» **Work instructions**
Wherever a line in the data below holds "Result", copy that line.
[Opening Material shown section]
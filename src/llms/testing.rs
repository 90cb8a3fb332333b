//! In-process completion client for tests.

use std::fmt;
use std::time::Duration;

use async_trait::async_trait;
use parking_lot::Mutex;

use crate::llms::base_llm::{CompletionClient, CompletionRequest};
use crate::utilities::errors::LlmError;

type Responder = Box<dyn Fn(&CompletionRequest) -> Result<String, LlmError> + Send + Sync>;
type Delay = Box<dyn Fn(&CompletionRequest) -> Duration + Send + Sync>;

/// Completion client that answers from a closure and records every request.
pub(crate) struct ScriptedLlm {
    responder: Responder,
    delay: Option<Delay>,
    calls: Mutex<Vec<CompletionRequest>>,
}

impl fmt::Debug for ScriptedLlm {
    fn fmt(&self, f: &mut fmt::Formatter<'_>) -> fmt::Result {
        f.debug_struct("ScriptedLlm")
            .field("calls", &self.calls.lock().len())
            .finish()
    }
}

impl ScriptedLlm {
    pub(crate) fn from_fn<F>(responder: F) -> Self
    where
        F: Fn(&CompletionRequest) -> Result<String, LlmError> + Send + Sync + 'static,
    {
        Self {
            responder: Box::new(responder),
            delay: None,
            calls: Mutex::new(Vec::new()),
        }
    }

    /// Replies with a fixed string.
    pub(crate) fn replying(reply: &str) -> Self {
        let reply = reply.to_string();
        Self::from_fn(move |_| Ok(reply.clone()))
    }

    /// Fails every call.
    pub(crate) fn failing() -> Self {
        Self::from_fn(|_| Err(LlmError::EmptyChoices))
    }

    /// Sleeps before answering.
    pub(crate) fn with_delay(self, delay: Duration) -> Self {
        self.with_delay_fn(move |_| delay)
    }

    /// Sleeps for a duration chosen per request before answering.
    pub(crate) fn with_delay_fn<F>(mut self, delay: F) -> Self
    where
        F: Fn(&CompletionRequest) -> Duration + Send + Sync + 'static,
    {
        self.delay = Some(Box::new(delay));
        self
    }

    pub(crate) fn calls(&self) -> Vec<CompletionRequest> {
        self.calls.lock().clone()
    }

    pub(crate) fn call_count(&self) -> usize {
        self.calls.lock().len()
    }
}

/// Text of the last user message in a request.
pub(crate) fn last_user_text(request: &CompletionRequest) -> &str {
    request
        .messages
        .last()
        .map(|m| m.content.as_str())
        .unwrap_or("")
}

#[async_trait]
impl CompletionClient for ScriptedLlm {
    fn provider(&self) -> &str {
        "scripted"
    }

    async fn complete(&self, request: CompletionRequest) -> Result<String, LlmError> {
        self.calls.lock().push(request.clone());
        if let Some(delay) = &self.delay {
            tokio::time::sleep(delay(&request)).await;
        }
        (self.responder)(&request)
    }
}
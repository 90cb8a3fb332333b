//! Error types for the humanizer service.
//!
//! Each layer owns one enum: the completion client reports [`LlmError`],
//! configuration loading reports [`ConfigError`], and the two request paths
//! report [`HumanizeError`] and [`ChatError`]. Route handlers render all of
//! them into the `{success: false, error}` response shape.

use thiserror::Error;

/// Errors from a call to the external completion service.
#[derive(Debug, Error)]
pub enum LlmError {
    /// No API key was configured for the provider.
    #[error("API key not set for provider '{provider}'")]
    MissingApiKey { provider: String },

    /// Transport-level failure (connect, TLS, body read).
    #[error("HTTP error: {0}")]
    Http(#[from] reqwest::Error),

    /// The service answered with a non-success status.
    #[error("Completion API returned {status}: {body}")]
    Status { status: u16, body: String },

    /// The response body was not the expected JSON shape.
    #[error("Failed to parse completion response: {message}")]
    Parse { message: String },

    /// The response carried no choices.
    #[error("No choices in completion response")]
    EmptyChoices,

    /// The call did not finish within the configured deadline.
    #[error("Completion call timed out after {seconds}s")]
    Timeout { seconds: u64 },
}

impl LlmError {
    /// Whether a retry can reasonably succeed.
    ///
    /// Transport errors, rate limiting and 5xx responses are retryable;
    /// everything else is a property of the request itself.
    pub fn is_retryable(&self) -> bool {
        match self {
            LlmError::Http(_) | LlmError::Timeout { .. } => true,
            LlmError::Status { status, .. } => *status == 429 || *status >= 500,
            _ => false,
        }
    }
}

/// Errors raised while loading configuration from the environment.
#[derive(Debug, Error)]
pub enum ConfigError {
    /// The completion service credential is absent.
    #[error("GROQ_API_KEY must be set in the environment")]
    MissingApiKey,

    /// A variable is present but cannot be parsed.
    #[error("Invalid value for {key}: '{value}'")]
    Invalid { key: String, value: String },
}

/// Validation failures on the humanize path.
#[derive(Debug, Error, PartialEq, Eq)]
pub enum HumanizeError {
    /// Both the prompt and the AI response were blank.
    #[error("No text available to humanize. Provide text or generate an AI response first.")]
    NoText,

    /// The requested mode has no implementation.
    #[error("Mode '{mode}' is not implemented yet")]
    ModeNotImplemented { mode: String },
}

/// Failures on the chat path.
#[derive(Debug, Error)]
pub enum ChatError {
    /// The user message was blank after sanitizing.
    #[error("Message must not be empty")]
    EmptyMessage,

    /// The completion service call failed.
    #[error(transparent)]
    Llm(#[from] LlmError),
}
[Closing Material shown section]
» **Output for this task**
type Responder = Box<dyn Fn(&CompletionRequest) -> Result<String, LlmError> + Send + Sync>;
    fn fmt(&self, f: &mut fmt::Formatter<'_>) -> fmt::Result {
        F: Fn(&CompletionRequest) -> Result<String, LlmError> + Send + Sync + 'static,
    async fn complete(&self, request: CompletionRequest) -> Result<String, LlmError> {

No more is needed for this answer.